Over the past 25 years, we’ve witnessed the rise and fall of innovative companies that created a single solution with little diversification. The dot-com crash in the early 2000’s was full of well-intentioned problem-solvers who built great organizations, but lacked the contingency plan a balanced product offering affords. They were flying high without a net.

Customers Are Finicky

The mono-solution business model that most FinTechs chose excited customers who could relate to specific problems they felt their banks were not solving. When early entrants offered a better way to send money and alternative lending options, as well as simpler checking accounts, they seemed attractive in an industry that traditionally ignored outcries from its customers for better products.

Moreover, customers had often been plagued with the decision fatigue that came with traditional banks’ offerings of multiple variations of each product, few of which fit anyone perfectly.

But while consumers were willing to try new products that FinTechs brought to the table, they remained reluctant to leave the mainstream banking system for a new financial lifestyle. For banks, this gave them the opportunity to win customers back as they developed complementing products to compete with the innovators creeping in on their space.

Even though research showed that few consumers ever felt “warm” with their bank, often ranking them just slightly less hated than airlines and cable companies, it was difficult to leave the one-stop-shop that was completely intertwined with their everyday lives. Though cobbling your perfect financial offering together sounds utopian, for most consumers it was simply more work than they were willing to take on.

A Risky Model

While the boon of the early years may make some think otherwise, FinTech is not immune to typical business risks. One of the core rules of business is to diversify your product offering to protect yourself, though when we begin new technology ventures, we often believe that we will be able to succeed on a single solution. FinTech’s rise began during a time filled with historically low interest rates, massive changes in regulation, and a consumer base willing to try new things.

While this opened the door for success, it also meant that it mattered less if a start-up’s balance sheet was diversified enough to withstand market fluctuations, because fluctuations simply weren’t happening. Solutions that focused on lending to consumers outside of the traditional market didn’t have to experience the risks of a volatile rate environment. As the inevitable becomes reality, however, speculation circulates as to whether an unbalanced offering can withstand the storms the financial industry often faces.

In addition to market risks, the gap is narrowing in the “tortoise and the hare” race between FinTechs and Bank’s. Even the smallest banks have begun investing money into innovation, while the ones with significant capital have started entire technology hubs and enacted strategies to acquire their biggest tech challengers.
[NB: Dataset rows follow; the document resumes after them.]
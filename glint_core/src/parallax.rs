// Copyright 2026 the Glint Authors
// SPDX-License-Identifier: Apache-2.0 OR MIT

//! Pointer-driven effects: background parallax and card tilt.

use alloc::vec::Vec;

use kurbo::{Point, Rect, Size, Vec2};

use crate::element::{ElementId, ElementStore, Tilt, Transform};

/// Pointer offset from the viewport centre, normalized so the viewport edges
/// are ±1 on each axis.
///
/// A zero-sized viewport axis yields 0 on that axis.
#[must_use]
pub fn normalized_offset(pointer: Point, viewport: Size) -> Vec2 {
    let cx = viewport.width / 2.0;
    let cy = viewport.height / 2.0;
    let axis = |v: f64, c: f64| if c > 0.0 { (v - c) / c } else { 0.0 };
    Vec2::new(axis(pointer.x, cx), axis(pointer.y, cy))
}

/// Moves decorative shapes proportionally to the pointer offset.
///
/// Shape `i` (0-based) translates by `offset * (i + 1) * step` pixels.
#[derive(Clone, Debug)]
pub struct PointerParallaxTracker {
    shapes: Vec<ElementId>,
    step_px: f64,
}

impl PointerParallaxTracker {
    /// Creates a tracker over `shapes` in document order.
    #[must_use]
    pub fn new(shapes: Vec<ElementId>, step_px: f64) -> Self {
        Self { shapes, step_px }
    }

    /// Translation applied to shape `index` for a normalized offset.
    #[must_use]
    pub fn translation(&self, index: usize, offset: Vec2) -> Vec2 {
        offset * ((index + 1) as f64 * self.step_px)
    }

    /// Applies the translation for a pointer position to every shape.
    ///
    /// Returns the normalized offset.
    pub fn update(&self, store: &mut ElementStore, pointer: Point, viewport: Size) -> Vec2 {
        let offset = normalized_offset(pointer, viewport);
        for (i, shape) in self.shapes.iter().enumerate() {
            store.set_transform(*shape, Transform::Translate(self.translation(i, offset)));
        }
        offset
    }
}

/// Limits for the card tilt effect.
#[derive(Clone, Copy, Debug, PartialEq)]
pub struct TiltConfig {
    /// Rotation at the card edge, in degrees.
    pub max_deg: f64,
    /// Upward lift while tilted, in pixels.
    pub lift_px: f64,
}

/// Tilt for a pointer over `card` (both viewport-relative).
///
/// The pointer above the centre tilts the top edge away; left of the centre
/// turns the card towards the pointer. Zero-sized cards do not rotate.
#[must_use]
pub fn card_tilt(pointer: Point, card: Rect, config: TiltConfig) -> Tilt {
    let local = pointer - card.origin();
    let cx = card.width() / 2.0;
    let cy = card.height() / 2.0;
    let ratio = |v: f64, c: f64| if c > 0.0 { (v - c) / c } else { 0.0 };
    Tilt {
        rotate_x_deg: ratio(local.y, cy) * config.max_deg,
        rotate_y_deg: -ratio(local.x, cx) * config.max_deg,
        lift_px: -config.lift_px,
    }
}
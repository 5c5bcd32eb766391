// Copyright 2026 the Glint Authors
// SPDX-License-Identifier: Apache-2.0 OR MIT

//! Human-readable trace output.
//!
//! [`PrettyPrintSink`] implements [`TraceSink`] and writes one line per event
//! to a [`Write`](std::io::Write) destination (default: stderr). Timestamps
//! are printed in milliseconds since the host clock origin.

use std::io::Write;

use glint_core::time::HostTime;
use glint_core::trace::{
    CounterEvent, CounterPhase, FormEvent, HandlerEvent, LightboxEvent, LightboxTransition,
    LoadedEvent, MenuEvent, RevealEvent, TraceSink, VisibleEvent,
};

/// Writes human-readable trace lines to a [`Write`](std::io::Write) destination.
pub struct PrettyPrintSink<W: Write = Box<dyn Write>> {
    writer: W,
    show_dropped: bool,
}

impl<W: Write> std::fmt::Debug for PrettyPrintSink<W> {
    fn fmt(&self, f: &mut std::fmt::Formatter<'_>) -> std::fmt::Result {
        f.debug_struct("PrettyPrintSink")
            .field("show_dropped", &self.show_dropped)
            .finish_non_exhaustive()
    }
}

impl PrettyPrintSink {
    /// Creates a sink that writes to stderr.
    #[must_use]
    pub fn stderr() -> Self {
        Self::with_writer(Box::new(std::io::stderr()))
    }
}

impl<W: Write> PrettyPrintSink<W> {
    /// Creates a sink that writes to the given destination.
    ///
    /// Throttle-dropped handler calls are omitted; see
    /// [`show_dropped`](Self::show_dropped).
    #[must_use]
    pub fn with_writer(writer: W) -> Self {
        Self {
            writer,
            show_dropped: false,
        }
    }

    /// Also print handler calls the throttle dropped.
    ///
    /// Scroll and pointer streams produce one such line per event.
    #[must_use]
    pub fn show_dropped(mut self, show: bool) -> Self {
        self.show_dropped = show;
        self
    }

    /// Returns the destination.
    pub fn into_inner(self) -> W {
        self.writer
    }
}

fn ms(t: HostTime) -> f64 {
    t.as_millis_f64()
}

impl<W: Write> TraceSink for PrettyPrintSink<W> {
    fn on_handler(&mut self, e: &HandlerEvent) {
        if !e.admitted && !self.show_dropped {
            return;
        }
        let verdict = if e.admitted { "run" } else { "dropped" };
        let _ = writeln!(
            self.writer,
            "[handler] {:?} on {:?} {verdict} at {:.1}ms",
            e.handler,
            e.source,
            ms(e.at),
        );
    }

    fn on_visible(&mut self, e: &VisibleEvent) {
        let mode = if e.degraded { " (degraded)" } else { "" };
        let _ = writeln!(
            self.writer,
            "[visible] {:?} {:?} at {:.1}ms{mode}",
            e.watcher,
            e.element,
            ms(e.at),
        );
    }

    fn on_reveal(&mut self, e: &RevealEvent) {
        let _ = writeln!(
            self.writer,
            "[reveal] {:?} at {:.1}ms",
            e.element,
            ms(e.at)
        );
    }

    fn on_counter(&mut self, e: &CounterEvent) {
        let phase = match e.phase {
            CounterPhase::Scheduled { delay } => format!("scheduled +{:.0}ms", delay.as_millis_f64()),
            CounterPhase::Started { target } => format!("started target={target}"),
            CounterPhase::Finished { value } => format!("finished value={value}"),
        };
        let _ = writeln!(
            self.writer,
            "[counter] {:?} {:?} {phase} at {:.1}ms",
            e.watcher,
            e.element,
            ms(e.at),
        );
    }

    fn on_lightbox(&mut self, e: &LightboxEvent) {
        let what = match e.transition {
            LightboxTransition::Opened => "opened".to_owned(),
            LightboxTransition::Replaced => "replaced".to_owned(),
            LightboxTransition::Closed(trigger) => format!("closed by {trigger:?}"),
        };
        let _ = writeln!(self.writer, "[lightbox] {what} at {:.1}ms", ms(e.at));
    }

    fn on_form(&mut self, e: &FormEvent) {
        let _ = writeln!(
            self.writer,
            "[form] {:?} -> {:?} errors={} at {:.1}ms",
            e.from,
            e.to,
            e.errors,
            ms(e.at),
        );
    }

    fn on_menu(&mut self, e: &MenuEvent) {
        let state = if e.open { "open" } else { "closed" };
        let _ = writeln!(self.writer, "[menu] {state} at {:.1}ms", ms(e.at));
    }

    fn on_loaded(&mut self, e: &LoadedEvent) {
        let mode = if e.degraded { " (no visibility primitive)" } else { "" };
        let _ = writeln!(
            self.writer,
            "[loaded] elements={} at {:.1}ms{mode}",
            e.elements,
            ms(e.at),
        );
    }
}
Although big banks continue to face regulatory scrutiny of their core business model, they have evolved and learned how to innovate, catching up in the race to grab customers with products that differentiate themselves. At the same time, FinTechs are finding it difficult to maintain the minimal regulatory oversight that enabled the rapid growth seen in the early years of innovation.

Last month, SoFi filed the paperwork to obtain an industrial bank charter, opening the door for the online lender to offer the same core banking services as its mega-bank counterparts. SoFi’s bold step is not the approach taken by all FinTechs, but many continue to look for partnerships with more full-service financial companies to ensure revenues continue to flow, even if their core business falls out of favor.

The Tipping Point

The outlook for the next five years in FinTech growth may closely trend with the growth in new bank charters. While de novo bank growth stalled after 2008, the up-tick in 2015 and 2016 highlights start-ups that believe they can become successful hybrid organizations; part bank, part FinTech.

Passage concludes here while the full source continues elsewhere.